In 2014, Allegheny County’s Office of Children, Youth and Families (CYF) in Pennsylvania stepped up to the plate to use its internal data in a careful and ethical manner to help caseworkers do their job better. The results have captured national attention, as reported in a New York Times Magazine article. CYF brought in academic experts to design an automatic risk-scoring tool that summarizes information about a family to help the caseworker make better decisions. The risk score, a number between 1 and 20, makes use of a great deal of the information about the family in the county’s system, such as child welfare records, jail records, and behavioral health records, to predict adverse events that can lead to placing a child in foster care.

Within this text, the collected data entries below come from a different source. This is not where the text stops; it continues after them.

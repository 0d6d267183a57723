pub fn command_keygen(_matches: &clap::ArgMatches) {
    let (secret, public) = tallyguard::generate_aux_keypair(&mut rand::rngs::OsRng {})
        .unwrap_or_else(|e| {
            eprintln!("tallyguard keygen: {}", e);
            std::process::exit(1);
        });

    println!("aux-secret-key: {}", hex::encode(secret.to_bytes()));
    println!("aux-public-key: {}", hex::encode(public.to_bytes()));
}
use crate::*;
use rand::{CryptoRng, RngCore};

/// An exponential ElGamal ciphertext `(g^r, g^m * K^r)`.
#[derive(Debug, Clone, PartialEq, Eq)]
pub struct Ciphertext {
    pub pad: ElementModP,
    pub data: ElementModP,
}

impl Ciphertext {
    /// The neutral ciphertext `(1, 1)`, an encryption of zero with nonce zero.
    pub fn zero(group: &Group) -> Self {
        Ciphertext {
            pad: group.one_p(),
            data: group.one_p(),
        }
    }

    /// Encrypt `m` under `public_key` with an explicit nonce.
    pub fn encrypt_with_nonce(
        group: &Group,
        m: u64,
        nonce: &ElementModQ,
        public_key: &ElementModP,
    ) -> Self {
        let pad = group.g_pow(nonce);
        let gm = group.g_pow(&group.q_from_u64(m));
        let data = group.mul_p(&gm, &group.pow_p(public_key, nonce));
        Ciphertext { pad, data }
    }

    /// Encrypt `m` with a fresh nonce, returning the nonce so proofs can be built over it.
    pub fn encrypt<R: RngCore + CryptoRng>(
        group: &Group,
        rng: &mut R,
        m: u64,
        public_key: &ElementModP,
    ) -> (Self, ElementModQ) {
        let nonce = group.rand_q(rng);
        (Self::encrypt_with_nonce(group, m, &nonce, public_key), nonce)
    }

    /// Homomorphic addition.
    pub fn add(&self, group: &Group, other: &Ciphertext) -> Ciphertext {
        Ciphertext {
            pad: group.mul_p(&self.pad, &other.pad),
            data: group.mul_p(&self.data, &other.data),
        }
    }

    /// Sum a sequence of ciphertexts; an empty sequence sums to [`Ciphertext::zero`].
    pub fn accumulate<'a, I>(group: &Group, ciphertexts: I) -> Ciphertext
    where
        I: IntoIterator<Item = &'a Ciphertext>,
    {
        ciphertexts
            .into_iter()
            .fold(Ciphertext::zero(group), |acc, c| acc.add(group, c))
    }

    /// A trustee's decryption share `pad^secret`.
    pub fn partial_decrypt(&self, group: &Group, secret: &ElementModQ) -> ElementModP {
        group.pow_p(&self.pad, secret)
    }

    /// Strip the combined decryption shares, leaving `g^m`.
    pub fn unblind(&self, group: &Group, combined_shares: &ElementModP) -> ElementModP {
        group.div_p(&self.data, combined_shares)
    }

    pub fn crypto_hash(&self, group: &Group) -> ElementModQ {
        hash_elems(group, &[(&self.pad).into(), (&self.data).into()])
    }

    pub fn is_valid(&self, group: &Group) -> bool {
        group.is_valid_residue(&self.pad) && group.is_valid_residue(&self.data)
    }
}

/// An ElGamal key pair over the election group.
#[derive(Clone, Debug)]
pub struct ElGamalKeyPair {
    pub secret: ElementModQ,
    pub public: ElementModP,
}

impl ElGamalKeyPair {
    pub fn from_secret(group: &Group, secret: ElementModQ) -> Self {
        let public = group.g_pow(&secret);
        ElGamalKeyPair { secret, public }
    }

    pub fn generate<R: RngCore + CryptoRng>(group: &Group, rng: &mut R) -> Self {
        Self::from_secret(group, group.rand_q(rng))
    }
}
//! Zero-knowledge proofs.
//!
//! All proofs are non-interactive Fiat-Shamir constructions. The challenge inputs are
//! hashed in a fixed order and the order is part of the protocol:
//!
//!   - Schnorr:      `c = H(K, h)`
//!   - Disjunctive:  `c = H(Qbar, alpha, beta, a0, b0, a1, b1)`
//!   - Constant:     `c = H(Qbar, alpha, beta, a, b)`
//!   - Decryption:   `c = H(Qbar, alpha, beta, a, b, M)`
//!
//! where `Qbar` is the election's extended base hash and `(alpha, beta)` the ciphertext.

use crate::*;
use rand::{CryptoRng, RngCore};

/// Proof of knowledge of the secret behind a public key (a polynomial coefficient commitment).
#[derive(Serialize, Deserialize, Debug, Clone, PartialEq, Eq)]
pub struct SchnorrProof {
    pub public_key: ElementModP,
    pub commitment: ElementModP,
    pub challenge: ElementModQ,
    pub response: ElementModQ,
}

impl SchnorrProof {
    pub fn make(group: &Group, keypair: &ElGamalKeyPair, nonce: &ElementModQ) -> Self {
        let commitment = group.g_pow(nonce);
        let challenge = hash_elems(group, &[(&keypair.public).into(), (&commitment).into()]);
        let response = group.add_q(nonce, &group.mul_q(&challenge, &keypair.secret));
        SchnorrProof {
            public_key: keypair.public.clone(),
            commitment,
            challenge,
            response,
        }
    }

    pub fn is_valid(&self, group: &Group) -> bool {
        let k = &self.public_key;
        let h = &self.commitment;

        if !group.is_valid_residue(k)
            || !group.is_valid_residue(h)
            || !group.is_in_bounds_q(&self.response)
        {
            return false;
        }

        let expected = hash_elems(group, &[k.into(), h.into()]);
        if expected != self.challenge {
            return false;
        }

        // g^v == h * K^c
        group.g_pow(&self.response) == group.mul_p(h, &group.pow_p(k, &self.challenge))
    }
}

/// A single Chaum-Pedersen transcript `(a, b, c, v)`.
///
/// Used on its own as the decryption-correctness proof and as each branch of a
/// [`DisjunctiveChaumPedersenProof`].
#[derive(Debug, Clone, PartialEq, Eq)]
pub struct ChaumPedersenProof {
    pub pad: ElementModP,
    pub data: ElementModP,
    pub challenge: ElementModQ,
    pub response: ElementModQ,
}
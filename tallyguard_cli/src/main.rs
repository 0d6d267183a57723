use clap::{App, Arg, SubCommand};
use tracing_subscriber::EnvFilter;

mod command_keygen;
mod command_simulate;
mod command_verify_chain;
mod config;

use command_keygen::*;
use command_simulate::*;
use command_verify_chain::*;

fn main() {
    let matches = App::new("TallyGuard CLI")
        .version("0.1")
        .author("Patrick Hayes <patrick.d.hayes@gmail.com>")
        .about("Runs and audits threshold ElGamal elections")
        .arg(
            Arg::with_name("v")
                .short("v")
                .multiple(true)
                .help("Sets the level of verbosity - can also be set with TALLYGUARD_LOG"),
        )
        .arg(
            Arg::with_name("group")
                .long("group")
                .takes_value(true)
                .possible_values(&["standard", "reduced"])
                .help("Group parameters - can also be set with TALLYGUARD_GROUP"),
        )
        .subcommand(
            SubCommand::with_name("simulate")
                .about("Run a complete election in memory and print the result")
                .arg(
                    Arg::with_name("trustees")
                        .long("trustees")
                        .takes_value(true)
                        .help("Number of human trustees - also TALLYGUARD_TRUSTEES"),
                )
                .arg(
                    Arg::with_name("threshold")
                        .long("threshold")
                        .takes_value(true)
                        .help("Trustees needed to decrypt - also TALLYGUARD_THRESHOLD"),
                )
                .arg(
                    Arg::with_name("voters")
                        .long("voters")
                        .takes_value(true)
                        .help("Number of voters - can also be set with TALLYGUARD_VOTERS"),
                )
                .arg(
                    Arg::with_name("automated-trustee")
                        .long("automated-trustee")
                        .help("Add a server-side automated trustee"),
                )
                .arg(
                    Arg::with_name("absent")
                        .long("absent")
                        .takes_value(true)
                        .help("Comma-separated indexes of trustees that skip decryption"),
                ),
        )
        .subcommand(
            SubCommand::with_name("keygen").about("Generate an auxiliary transport keypair"),
        )
        .subcommand(
            SubCommand::with_name("verify-chain")
                .about("Recompute a published tracking chain")
                .arg(
                    Arg::with_name("INPUT")
                        .index(1)
                        .required(true)
                        .help("Tracking log JSON, or a simulation report"),
                ),
        )
        .get_matches();

    let config = config::Config::from_env()
        .and_then(|config| config.override_with(&matches))
        .unwrap_or_else(|e| {
            eprintln!("tallyguard: {}", e);
            std::process::exit(1);
        });

    let filter = match matches.occurrences_of("v") {
        0 => EnvFilter::new(&config.log),
        1 => EnvFilter::new("debug"),
        _ => EnvFilter::new("trace"),
    };
    tracing_subscriber::fmt()
        .with_env_filter(filter)
        .with_writer(std::io::stderr)
        .init();

    // Subcommands
    if let Some(matches) = matches.subcommand_matches("simulate") {
        let config = config.override_with(matches).unwrap_or_else(|e| {
            eprintln!("tallyguard simulate: {}", e);
            std::process::exit(1);
        });
        if let Err(e) = config.validate() {
            eprintln!("tallyguard simulate: {}", e);
            std::process::exit(1);
        }
        command_simulate(matches, &config);
        std::process::exit(0);
    }
    if let Some(matches) = matches.subcommand_matches("keygen") {
        command_keygen(matches);
        std::process::exit(0);
    }
    if let Some(matches) = matches.subcommand_matches("verify-chain") {
        command_verify_chain(matches, &config);
        std::process::exit(0);
    }

    eprintln!("tallyguard: no subcommand given, try --help");
    std::process::exit(1);
}

pub fn expand(input: &str) -> String {
    match shellexpand::full(input) {
        Ok(expanded) => expanded.to_string(),
        Err(e) => {
            eprintln!("tallyguard: unable to expand {}: {}", input, e);
            std::process::exit(1);
        }
    }
}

An analysis of the effectiveness of that tool showed that a child whose placement score at referral is the highest possible—20—is twenty-one times more likely to be admitted to a hospital for a self-inflicted injury, seventeen times more likely to be admitted for being physically assaulted, and 1.4 times more likely to be admitted for suffering from an accidental fall than a child with a risk score of 1, the lowest  possible. An independent evaluation found that caseworker decisions that were informed by the score were more accurate (cases were more likely to be correctly identified as needing help and less likely to be incorrectly identified as not needing help), case workloads decreased, and racial bias was likely to be reduced.  On the eight-item checklist Allegheny County hit on all items. They produced a new product that was used, was cost effective, and produced real-time, accurate, complete, relevant, accessible, interpretable, granular, and consistent data. And CYF didn’t breach confidentiality. But most importantly, Allegheny County worked carefully and openly with advocates for parents, children, and civil rights to ensure that the program was not built behind closed doors. They worked, in other words, to ensure that the new measures were democratically developed and used.

The Allegheny County story is one illustration of how new technologies can be used to democratize the decision of how to balance the ever-present tradeoff between the utility of new measurement against the risk of compromising confidentiality. They took advantage of the potential to create useful information that people and policy makers need while at the same time protecting privacy. That potential can be made real in other contexts by making the value of data clearer to the public. While that utility/cost tradeoff has typically been made by a small group of experts within an agency, there are many new tools that can democratize the decision by providing more information to the public. This chapter goes into more detail about the challenges of and new approaches to the utility/cost tradeoff. There are many lessons to be learned from past experiences.